━━━━━ MATERIAL SHOWN ━━━━━

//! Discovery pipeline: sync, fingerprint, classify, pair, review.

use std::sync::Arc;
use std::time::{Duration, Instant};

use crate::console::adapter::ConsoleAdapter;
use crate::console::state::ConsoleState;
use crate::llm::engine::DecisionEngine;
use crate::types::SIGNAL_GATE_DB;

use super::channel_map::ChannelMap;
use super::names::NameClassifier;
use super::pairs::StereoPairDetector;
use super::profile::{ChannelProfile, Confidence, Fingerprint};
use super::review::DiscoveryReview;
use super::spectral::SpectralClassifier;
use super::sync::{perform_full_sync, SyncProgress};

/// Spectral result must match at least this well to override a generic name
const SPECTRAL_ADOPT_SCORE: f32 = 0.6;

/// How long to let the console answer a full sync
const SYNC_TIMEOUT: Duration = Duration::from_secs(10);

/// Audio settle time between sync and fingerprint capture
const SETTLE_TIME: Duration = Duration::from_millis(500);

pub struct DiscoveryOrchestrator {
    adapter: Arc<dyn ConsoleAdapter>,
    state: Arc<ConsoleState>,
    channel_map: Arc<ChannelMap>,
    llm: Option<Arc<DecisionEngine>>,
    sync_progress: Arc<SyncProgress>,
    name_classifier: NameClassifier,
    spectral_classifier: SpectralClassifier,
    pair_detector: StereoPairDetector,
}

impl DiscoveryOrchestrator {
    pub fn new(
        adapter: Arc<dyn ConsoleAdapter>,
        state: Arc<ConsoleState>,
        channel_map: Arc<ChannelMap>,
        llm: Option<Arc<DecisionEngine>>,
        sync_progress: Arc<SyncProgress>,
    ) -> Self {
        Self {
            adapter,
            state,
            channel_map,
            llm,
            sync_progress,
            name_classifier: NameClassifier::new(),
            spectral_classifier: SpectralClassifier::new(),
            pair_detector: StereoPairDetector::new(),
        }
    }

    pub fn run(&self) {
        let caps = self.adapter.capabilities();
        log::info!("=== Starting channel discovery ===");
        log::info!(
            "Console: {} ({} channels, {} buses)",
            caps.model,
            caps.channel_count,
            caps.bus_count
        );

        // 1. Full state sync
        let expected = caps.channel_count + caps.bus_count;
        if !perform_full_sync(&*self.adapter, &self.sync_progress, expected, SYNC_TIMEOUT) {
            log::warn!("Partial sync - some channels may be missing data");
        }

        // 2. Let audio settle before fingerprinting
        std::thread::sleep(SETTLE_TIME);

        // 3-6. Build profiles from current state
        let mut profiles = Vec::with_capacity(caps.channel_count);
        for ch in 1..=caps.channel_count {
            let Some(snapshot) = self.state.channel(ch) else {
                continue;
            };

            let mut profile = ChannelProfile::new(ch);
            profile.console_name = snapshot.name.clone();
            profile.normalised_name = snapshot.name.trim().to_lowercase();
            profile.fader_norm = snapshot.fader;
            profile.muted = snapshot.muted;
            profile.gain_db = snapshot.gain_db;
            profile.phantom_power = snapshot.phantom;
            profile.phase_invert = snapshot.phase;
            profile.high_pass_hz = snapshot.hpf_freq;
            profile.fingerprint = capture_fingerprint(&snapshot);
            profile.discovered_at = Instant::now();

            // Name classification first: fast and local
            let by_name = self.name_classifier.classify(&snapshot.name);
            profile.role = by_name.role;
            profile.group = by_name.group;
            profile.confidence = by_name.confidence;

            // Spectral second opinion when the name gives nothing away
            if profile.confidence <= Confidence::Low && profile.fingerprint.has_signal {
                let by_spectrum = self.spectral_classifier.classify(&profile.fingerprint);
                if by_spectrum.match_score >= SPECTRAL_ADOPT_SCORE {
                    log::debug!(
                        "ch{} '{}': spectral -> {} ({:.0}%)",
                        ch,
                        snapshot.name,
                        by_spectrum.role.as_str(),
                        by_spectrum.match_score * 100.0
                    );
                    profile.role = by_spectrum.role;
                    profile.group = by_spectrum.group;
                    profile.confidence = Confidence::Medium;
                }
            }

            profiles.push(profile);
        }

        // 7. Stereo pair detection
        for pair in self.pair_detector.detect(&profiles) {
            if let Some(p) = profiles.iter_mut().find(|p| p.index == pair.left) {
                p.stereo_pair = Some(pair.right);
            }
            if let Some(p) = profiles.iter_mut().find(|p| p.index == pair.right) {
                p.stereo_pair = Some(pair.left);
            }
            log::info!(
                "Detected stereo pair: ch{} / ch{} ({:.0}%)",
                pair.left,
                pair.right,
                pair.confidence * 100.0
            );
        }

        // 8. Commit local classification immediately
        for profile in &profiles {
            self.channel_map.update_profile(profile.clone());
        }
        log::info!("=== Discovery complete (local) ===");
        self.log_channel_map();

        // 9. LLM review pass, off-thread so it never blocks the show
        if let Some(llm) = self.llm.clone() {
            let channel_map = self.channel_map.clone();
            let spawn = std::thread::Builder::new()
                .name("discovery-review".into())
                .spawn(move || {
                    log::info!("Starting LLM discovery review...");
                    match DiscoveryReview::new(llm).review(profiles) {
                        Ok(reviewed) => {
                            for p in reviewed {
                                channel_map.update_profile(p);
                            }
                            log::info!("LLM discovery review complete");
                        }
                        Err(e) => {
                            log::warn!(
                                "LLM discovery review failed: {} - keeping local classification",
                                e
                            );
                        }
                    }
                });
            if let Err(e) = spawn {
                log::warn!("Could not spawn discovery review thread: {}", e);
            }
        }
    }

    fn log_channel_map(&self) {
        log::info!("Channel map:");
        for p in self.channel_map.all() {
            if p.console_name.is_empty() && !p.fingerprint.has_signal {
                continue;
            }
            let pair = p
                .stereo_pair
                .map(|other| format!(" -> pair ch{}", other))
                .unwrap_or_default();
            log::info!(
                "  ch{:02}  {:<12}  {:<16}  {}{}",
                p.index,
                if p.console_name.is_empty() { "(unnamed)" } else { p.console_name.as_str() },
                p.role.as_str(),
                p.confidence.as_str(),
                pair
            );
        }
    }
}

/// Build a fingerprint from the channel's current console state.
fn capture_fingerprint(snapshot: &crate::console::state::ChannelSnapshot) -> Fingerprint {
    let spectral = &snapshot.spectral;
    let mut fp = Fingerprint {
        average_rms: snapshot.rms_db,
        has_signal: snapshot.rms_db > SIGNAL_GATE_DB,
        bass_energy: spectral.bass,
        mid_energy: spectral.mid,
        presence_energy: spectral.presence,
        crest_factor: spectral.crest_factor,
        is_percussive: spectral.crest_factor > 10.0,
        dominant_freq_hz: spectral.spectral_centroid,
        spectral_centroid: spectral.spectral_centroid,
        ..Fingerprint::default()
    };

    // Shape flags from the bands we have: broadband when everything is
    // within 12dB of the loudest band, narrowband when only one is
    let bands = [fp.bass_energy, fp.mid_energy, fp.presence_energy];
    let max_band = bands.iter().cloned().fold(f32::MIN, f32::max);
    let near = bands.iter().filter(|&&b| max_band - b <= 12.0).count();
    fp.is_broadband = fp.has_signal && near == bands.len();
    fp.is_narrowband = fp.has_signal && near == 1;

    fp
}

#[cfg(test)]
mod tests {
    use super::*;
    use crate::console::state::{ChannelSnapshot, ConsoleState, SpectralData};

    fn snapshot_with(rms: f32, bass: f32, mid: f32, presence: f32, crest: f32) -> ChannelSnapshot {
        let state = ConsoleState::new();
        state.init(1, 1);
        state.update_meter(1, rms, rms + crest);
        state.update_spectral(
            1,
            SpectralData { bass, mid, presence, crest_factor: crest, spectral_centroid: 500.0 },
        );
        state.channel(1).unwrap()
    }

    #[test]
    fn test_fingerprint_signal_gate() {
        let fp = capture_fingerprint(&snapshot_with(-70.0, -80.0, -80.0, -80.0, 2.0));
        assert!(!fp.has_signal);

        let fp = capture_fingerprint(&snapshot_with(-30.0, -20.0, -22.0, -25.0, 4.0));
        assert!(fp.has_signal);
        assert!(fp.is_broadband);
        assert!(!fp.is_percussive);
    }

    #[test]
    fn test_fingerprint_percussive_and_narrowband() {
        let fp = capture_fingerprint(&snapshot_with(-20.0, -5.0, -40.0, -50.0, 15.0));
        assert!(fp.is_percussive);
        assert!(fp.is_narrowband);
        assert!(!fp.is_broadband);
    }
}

━━━━━

### [REQUIRED ACTION]
Up to and including the line with "const SYNC_TIMEOUT: Duration", output every line of the records above exactly, starting from the first; output nothing else.

### [SOLUTION]
//! Discovery pipeline: sync, fingerprint, classify, pair, review.

use std::sync::Arc;
use std::time::{Duration, Instant};

use crate::console::adapter::ConsoleAdapter;
use crate::console::state::ConsoleState;
use crate::llm::engine::DecisionEngine;
use crate::types::SIGNAL_GATE_DB;

use super::channel_map::ChannelMap;
use super::names::NameClassifier;
use super::pairs::StereoPairDetector;
use super::profile::{ChannelProfile, Confidence, Fingerprint};
use super::review::DiscoveryReview;
use super::spectral::SpectralClassifier;
use super::sync::{perform_full_sync, SyncProgress};

/// Spectral result must match at least this well to override a generic name
const SPECTRAL_ADOPT_SCORE: f32 = 0.6;

/// How long to let the console answer a full sync
const SYNC_TIMEOUT: Duration = Duration::from_secs(10);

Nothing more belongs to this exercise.